— What needs to be done —
Looking at the listing below, work out the number of lines where the string "ChildStderr" shows up, and give that number only.

— Source information —

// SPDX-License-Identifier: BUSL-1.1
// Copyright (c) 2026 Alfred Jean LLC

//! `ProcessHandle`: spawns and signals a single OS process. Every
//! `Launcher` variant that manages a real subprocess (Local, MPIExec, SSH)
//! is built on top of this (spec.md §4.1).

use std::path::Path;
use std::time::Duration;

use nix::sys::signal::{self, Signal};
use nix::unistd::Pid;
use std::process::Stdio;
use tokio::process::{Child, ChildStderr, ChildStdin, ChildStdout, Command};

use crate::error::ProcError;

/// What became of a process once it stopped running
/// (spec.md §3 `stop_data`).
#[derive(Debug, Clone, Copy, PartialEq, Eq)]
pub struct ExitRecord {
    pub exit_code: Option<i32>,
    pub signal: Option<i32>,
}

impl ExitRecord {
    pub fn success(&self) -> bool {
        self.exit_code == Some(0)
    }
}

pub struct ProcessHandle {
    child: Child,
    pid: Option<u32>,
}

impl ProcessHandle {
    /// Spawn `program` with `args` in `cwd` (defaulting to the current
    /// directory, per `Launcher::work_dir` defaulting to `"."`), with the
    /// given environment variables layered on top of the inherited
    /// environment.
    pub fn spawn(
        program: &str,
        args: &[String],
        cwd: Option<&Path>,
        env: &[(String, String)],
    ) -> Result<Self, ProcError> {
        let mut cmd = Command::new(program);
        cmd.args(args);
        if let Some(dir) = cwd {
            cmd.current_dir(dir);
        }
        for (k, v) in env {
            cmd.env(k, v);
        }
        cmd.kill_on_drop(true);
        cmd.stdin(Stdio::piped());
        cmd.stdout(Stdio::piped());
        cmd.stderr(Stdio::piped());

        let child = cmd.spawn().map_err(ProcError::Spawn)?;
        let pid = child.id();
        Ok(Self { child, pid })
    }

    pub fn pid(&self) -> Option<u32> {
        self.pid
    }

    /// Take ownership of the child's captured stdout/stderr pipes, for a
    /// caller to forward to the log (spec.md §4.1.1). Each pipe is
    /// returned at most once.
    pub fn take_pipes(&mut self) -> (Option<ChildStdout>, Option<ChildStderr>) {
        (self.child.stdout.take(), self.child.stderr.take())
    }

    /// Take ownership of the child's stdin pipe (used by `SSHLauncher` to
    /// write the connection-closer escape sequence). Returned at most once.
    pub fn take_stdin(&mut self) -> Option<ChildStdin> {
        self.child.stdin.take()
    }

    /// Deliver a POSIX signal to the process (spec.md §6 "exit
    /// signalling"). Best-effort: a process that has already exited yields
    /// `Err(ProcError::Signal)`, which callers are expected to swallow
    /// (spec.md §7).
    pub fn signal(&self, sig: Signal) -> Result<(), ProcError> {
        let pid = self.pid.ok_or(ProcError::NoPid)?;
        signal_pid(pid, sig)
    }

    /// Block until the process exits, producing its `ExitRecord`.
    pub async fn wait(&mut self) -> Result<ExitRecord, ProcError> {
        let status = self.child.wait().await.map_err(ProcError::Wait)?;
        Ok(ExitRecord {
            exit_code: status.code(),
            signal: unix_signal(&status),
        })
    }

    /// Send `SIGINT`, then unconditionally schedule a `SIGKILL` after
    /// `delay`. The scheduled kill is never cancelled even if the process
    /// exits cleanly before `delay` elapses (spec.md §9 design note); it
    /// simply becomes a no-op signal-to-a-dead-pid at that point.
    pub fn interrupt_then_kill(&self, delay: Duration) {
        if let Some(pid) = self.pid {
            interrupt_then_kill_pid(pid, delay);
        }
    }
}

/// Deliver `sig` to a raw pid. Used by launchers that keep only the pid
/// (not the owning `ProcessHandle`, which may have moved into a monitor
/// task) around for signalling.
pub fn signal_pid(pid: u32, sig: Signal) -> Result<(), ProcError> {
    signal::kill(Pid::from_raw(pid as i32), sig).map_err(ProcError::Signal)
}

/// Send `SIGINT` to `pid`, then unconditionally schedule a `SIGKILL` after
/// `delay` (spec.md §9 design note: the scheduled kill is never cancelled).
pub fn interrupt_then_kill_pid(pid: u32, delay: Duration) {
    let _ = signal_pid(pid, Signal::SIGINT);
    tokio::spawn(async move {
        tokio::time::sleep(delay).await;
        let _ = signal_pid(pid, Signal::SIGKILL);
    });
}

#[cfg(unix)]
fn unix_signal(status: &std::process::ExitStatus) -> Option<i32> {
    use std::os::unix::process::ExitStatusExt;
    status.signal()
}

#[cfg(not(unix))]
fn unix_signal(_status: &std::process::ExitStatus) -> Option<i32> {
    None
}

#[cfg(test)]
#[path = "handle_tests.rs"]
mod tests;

...

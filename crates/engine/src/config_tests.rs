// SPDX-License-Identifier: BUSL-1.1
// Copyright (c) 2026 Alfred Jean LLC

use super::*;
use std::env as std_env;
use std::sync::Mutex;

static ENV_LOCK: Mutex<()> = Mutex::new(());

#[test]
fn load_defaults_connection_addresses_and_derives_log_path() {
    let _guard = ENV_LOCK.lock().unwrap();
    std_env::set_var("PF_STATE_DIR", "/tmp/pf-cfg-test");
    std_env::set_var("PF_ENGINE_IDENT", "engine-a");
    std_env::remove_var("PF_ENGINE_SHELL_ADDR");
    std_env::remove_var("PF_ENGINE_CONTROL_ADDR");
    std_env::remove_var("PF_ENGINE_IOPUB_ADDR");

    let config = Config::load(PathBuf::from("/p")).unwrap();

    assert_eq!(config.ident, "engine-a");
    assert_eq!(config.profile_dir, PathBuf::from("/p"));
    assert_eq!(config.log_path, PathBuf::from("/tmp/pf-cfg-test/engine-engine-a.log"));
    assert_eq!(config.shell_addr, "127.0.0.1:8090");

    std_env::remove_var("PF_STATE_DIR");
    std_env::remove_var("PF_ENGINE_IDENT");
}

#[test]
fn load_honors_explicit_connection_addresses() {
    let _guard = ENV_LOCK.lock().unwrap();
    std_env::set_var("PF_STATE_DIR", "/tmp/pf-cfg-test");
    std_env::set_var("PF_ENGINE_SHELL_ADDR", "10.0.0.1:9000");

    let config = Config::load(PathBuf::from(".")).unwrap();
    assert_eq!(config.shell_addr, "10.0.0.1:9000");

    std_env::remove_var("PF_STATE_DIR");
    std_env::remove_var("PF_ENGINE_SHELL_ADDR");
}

— Solution to the exercise —
2